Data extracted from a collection
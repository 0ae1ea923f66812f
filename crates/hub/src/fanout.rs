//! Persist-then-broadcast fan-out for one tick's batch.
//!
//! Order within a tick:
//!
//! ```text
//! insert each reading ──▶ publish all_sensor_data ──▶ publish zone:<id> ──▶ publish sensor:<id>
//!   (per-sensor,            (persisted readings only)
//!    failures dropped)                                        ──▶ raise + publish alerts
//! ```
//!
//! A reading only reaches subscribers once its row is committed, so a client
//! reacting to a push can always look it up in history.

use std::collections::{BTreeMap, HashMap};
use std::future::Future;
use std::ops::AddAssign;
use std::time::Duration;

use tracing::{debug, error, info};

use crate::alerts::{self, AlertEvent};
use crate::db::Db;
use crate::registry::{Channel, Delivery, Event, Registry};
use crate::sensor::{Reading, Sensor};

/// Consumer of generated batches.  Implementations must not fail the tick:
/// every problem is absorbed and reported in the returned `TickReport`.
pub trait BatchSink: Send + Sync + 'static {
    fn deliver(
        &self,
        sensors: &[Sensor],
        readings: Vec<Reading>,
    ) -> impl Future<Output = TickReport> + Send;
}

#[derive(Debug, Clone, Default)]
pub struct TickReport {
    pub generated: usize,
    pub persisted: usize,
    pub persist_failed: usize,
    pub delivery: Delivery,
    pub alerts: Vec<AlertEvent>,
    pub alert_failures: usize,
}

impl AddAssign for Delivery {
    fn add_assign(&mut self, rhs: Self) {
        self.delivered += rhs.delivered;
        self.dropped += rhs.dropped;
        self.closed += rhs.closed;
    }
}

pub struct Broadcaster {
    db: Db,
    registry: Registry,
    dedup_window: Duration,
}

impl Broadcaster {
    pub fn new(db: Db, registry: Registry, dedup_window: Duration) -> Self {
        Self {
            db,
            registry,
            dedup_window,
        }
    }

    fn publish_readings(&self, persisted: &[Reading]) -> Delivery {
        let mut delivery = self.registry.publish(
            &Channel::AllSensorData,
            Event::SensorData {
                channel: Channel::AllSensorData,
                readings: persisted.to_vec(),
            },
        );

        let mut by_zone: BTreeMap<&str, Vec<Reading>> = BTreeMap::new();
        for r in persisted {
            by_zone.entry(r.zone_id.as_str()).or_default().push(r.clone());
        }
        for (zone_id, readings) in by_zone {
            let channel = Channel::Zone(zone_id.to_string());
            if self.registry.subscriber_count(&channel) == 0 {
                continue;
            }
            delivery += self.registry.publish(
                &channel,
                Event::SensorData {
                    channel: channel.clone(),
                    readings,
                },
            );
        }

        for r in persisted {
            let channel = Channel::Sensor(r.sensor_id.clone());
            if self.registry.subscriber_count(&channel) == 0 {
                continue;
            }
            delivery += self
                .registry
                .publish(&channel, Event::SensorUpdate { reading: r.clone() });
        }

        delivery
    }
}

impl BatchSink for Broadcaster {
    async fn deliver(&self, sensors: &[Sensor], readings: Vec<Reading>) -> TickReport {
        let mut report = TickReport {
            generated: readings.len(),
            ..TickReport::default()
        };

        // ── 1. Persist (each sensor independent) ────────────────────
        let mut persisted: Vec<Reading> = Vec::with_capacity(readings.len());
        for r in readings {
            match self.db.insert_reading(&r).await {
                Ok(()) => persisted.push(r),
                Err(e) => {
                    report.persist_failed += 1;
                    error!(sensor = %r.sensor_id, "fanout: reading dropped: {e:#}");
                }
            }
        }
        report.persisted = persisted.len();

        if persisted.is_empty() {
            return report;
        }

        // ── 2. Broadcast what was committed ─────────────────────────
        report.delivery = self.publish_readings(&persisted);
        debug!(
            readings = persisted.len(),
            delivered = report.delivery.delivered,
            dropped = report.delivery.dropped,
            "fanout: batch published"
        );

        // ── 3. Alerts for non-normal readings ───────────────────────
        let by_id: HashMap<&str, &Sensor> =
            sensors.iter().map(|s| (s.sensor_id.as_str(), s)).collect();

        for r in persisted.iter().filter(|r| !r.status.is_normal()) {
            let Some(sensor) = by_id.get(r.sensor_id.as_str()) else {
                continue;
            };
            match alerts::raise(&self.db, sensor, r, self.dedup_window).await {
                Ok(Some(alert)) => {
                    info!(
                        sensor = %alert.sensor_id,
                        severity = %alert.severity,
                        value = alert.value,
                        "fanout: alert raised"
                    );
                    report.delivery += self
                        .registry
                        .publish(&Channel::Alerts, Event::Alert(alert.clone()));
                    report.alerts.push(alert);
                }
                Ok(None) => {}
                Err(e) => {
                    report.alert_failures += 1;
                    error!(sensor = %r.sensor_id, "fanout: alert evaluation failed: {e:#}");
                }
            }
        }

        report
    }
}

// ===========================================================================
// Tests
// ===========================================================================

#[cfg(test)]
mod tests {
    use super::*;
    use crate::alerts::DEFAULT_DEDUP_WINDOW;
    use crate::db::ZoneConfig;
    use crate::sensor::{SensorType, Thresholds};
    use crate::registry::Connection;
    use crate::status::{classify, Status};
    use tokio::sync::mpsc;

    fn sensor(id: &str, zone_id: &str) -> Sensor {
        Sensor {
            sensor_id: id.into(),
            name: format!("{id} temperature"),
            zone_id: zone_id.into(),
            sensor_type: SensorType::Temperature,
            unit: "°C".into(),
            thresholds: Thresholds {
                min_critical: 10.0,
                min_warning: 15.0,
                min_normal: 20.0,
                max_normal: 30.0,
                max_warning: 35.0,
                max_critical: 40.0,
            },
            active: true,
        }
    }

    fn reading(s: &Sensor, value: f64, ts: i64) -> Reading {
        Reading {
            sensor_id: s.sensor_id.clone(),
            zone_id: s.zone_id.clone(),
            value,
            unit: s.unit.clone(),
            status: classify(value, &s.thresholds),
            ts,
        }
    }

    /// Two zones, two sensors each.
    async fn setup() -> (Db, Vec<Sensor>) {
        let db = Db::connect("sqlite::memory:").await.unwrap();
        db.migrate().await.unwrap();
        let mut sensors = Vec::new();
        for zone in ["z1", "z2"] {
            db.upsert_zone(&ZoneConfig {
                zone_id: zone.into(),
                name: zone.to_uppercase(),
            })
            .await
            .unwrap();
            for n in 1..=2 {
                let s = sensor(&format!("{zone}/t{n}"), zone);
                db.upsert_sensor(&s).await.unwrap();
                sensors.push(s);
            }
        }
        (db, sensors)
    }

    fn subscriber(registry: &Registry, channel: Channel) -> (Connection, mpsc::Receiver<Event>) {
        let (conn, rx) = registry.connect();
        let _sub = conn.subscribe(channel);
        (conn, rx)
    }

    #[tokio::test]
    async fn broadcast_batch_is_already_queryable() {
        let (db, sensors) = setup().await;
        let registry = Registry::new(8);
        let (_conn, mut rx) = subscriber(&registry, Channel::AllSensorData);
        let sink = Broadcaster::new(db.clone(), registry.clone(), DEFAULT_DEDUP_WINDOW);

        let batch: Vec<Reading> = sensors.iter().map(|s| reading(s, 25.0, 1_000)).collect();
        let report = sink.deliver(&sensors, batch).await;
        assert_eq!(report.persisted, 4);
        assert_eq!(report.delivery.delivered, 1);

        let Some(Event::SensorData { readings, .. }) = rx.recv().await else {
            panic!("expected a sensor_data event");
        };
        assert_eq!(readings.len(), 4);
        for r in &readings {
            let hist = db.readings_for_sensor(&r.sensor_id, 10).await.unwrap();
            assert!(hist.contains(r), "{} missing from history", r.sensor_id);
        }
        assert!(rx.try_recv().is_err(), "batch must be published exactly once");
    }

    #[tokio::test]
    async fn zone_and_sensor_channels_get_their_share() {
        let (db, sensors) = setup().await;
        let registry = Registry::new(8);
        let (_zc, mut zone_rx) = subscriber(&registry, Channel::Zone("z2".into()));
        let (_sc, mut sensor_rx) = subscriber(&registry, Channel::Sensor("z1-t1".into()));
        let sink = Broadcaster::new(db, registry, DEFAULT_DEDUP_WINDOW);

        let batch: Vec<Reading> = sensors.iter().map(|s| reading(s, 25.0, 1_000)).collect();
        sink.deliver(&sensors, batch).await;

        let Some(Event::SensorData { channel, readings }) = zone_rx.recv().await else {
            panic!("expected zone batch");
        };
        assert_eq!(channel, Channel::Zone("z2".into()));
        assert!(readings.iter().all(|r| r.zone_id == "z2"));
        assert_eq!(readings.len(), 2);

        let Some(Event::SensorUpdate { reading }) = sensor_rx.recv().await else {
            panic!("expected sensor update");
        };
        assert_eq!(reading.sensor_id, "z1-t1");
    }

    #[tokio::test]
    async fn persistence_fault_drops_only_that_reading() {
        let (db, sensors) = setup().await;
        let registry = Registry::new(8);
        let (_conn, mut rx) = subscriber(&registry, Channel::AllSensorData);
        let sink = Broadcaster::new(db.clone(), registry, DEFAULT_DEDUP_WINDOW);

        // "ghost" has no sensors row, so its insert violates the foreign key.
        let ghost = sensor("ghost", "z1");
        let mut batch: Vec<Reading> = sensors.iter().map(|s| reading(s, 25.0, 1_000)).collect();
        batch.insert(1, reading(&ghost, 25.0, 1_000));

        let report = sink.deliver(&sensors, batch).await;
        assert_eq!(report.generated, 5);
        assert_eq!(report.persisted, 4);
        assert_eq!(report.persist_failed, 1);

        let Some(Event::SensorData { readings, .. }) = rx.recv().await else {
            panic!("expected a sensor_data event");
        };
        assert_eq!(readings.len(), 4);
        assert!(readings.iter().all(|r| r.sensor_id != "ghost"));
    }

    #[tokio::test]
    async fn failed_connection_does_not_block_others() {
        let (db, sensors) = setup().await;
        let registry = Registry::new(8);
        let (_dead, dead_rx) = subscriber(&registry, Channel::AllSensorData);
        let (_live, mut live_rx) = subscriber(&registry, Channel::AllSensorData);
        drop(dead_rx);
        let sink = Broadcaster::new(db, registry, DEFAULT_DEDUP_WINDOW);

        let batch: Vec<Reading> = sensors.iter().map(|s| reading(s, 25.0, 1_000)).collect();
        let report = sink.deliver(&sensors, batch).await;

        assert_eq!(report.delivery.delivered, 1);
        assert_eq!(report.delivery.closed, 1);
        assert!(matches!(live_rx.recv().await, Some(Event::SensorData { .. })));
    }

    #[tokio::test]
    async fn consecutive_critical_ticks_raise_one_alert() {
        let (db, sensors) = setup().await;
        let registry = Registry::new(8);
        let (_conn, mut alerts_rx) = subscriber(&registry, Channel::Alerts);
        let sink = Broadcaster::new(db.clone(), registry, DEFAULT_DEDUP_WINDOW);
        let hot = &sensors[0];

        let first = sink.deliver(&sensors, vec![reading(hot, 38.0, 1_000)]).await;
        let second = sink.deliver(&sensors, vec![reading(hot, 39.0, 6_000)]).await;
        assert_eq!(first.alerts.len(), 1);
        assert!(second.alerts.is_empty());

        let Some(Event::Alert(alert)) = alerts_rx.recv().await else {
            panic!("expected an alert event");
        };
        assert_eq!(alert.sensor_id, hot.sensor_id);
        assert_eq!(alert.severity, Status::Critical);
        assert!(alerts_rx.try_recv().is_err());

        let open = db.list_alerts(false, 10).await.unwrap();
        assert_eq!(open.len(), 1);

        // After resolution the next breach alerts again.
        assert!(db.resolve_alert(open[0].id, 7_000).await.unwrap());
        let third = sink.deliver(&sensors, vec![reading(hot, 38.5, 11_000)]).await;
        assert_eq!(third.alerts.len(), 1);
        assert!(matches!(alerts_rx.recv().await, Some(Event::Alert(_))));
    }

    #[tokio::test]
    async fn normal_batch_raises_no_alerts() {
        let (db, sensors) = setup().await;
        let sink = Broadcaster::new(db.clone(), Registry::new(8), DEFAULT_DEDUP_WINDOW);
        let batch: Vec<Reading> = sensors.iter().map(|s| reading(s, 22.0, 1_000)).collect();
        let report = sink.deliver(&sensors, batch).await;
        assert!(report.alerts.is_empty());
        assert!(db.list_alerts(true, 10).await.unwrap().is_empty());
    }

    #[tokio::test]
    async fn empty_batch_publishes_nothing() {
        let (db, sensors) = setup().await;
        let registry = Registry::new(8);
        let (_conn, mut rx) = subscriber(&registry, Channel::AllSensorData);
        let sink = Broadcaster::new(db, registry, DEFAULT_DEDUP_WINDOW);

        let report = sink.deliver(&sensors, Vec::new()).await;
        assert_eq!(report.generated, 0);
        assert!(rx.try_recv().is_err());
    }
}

==

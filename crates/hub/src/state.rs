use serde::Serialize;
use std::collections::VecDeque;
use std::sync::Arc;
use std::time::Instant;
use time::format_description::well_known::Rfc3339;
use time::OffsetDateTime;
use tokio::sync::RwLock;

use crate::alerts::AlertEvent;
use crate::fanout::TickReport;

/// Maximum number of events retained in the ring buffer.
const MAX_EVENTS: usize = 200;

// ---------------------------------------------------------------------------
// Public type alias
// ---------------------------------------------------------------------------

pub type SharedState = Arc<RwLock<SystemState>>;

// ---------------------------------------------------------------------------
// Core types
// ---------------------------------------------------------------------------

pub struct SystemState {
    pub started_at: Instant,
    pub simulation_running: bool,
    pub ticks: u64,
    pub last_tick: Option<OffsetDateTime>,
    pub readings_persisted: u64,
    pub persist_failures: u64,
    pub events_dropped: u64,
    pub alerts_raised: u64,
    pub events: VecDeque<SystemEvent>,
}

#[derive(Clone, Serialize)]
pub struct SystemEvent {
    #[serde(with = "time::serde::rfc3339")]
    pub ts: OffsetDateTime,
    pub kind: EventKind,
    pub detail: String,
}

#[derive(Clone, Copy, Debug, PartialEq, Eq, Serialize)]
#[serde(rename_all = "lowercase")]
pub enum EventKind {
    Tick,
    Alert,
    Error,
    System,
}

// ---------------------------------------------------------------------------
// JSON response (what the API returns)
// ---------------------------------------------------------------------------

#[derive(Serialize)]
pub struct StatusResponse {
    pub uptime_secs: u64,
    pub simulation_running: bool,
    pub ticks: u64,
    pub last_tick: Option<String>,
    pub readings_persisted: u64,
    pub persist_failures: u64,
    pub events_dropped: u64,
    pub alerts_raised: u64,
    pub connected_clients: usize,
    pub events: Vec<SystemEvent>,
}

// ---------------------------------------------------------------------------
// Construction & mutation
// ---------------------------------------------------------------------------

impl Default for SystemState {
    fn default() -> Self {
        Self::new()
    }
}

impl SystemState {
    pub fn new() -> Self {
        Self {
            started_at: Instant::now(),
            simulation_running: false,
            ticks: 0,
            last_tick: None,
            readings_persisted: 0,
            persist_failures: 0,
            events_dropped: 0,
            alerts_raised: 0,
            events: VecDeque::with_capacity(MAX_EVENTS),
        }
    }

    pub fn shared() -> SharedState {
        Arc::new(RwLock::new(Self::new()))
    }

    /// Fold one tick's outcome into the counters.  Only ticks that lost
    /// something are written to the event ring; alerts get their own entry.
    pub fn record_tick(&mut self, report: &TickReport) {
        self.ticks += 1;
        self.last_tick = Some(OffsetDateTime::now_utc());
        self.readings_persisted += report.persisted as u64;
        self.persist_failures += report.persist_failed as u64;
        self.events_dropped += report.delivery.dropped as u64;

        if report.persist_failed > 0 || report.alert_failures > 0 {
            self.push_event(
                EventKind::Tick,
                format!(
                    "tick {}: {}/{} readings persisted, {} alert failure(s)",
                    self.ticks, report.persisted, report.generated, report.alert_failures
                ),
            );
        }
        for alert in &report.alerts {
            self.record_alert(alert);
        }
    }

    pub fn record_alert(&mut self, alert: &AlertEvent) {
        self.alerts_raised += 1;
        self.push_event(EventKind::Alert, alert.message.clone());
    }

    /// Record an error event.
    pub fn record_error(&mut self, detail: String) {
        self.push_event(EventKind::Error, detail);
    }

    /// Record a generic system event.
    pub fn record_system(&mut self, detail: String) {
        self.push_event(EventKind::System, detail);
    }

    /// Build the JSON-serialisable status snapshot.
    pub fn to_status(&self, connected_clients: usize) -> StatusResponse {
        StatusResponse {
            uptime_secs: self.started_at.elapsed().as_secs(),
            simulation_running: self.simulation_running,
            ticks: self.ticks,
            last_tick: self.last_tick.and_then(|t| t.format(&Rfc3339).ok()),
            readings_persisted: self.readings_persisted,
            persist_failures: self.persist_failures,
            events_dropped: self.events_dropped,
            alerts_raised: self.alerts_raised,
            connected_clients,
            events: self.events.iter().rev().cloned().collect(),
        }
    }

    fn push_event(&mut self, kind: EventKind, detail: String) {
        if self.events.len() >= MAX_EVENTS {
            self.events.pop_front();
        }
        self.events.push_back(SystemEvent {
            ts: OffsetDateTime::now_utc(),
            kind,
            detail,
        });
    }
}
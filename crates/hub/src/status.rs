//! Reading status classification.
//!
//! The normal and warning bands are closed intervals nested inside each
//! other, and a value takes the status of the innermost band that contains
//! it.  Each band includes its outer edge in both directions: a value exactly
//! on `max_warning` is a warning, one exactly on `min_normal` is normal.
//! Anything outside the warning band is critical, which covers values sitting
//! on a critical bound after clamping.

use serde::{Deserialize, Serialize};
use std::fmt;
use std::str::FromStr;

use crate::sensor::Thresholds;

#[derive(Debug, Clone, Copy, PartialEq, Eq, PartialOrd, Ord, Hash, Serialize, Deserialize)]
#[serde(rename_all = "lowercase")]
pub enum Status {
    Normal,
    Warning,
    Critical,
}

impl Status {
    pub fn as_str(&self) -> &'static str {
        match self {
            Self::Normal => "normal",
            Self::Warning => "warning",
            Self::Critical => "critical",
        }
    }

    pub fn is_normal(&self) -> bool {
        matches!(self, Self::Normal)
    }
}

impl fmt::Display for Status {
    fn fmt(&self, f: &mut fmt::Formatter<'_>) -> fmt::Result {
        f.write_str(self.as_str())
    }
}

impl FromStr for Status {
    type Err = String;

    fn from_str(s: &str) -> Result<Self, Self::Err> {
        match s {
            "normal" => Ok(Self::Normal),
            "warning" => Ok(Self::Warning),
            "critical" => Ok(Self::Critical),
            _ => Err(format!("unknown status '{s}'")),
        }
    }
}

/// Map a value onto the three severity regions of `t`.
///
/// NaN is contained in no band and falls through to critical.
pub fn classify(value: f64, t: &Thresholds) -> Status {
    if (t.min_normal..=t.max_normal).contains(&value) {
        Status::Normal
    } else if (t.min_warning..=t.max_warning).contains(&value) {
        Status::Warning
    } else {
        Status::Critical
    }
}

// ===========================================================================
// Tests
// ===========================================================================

» Brief: Every line in the records above that contains the word "Deserialize" is to be copied out.

» Reply:
use serde::{Deserialize, Serialize};
#[derive(Debug, Clone, Copy, PartialEq, Eq, PartialOrd, Ord, Hash, Serialize, Deserialize)]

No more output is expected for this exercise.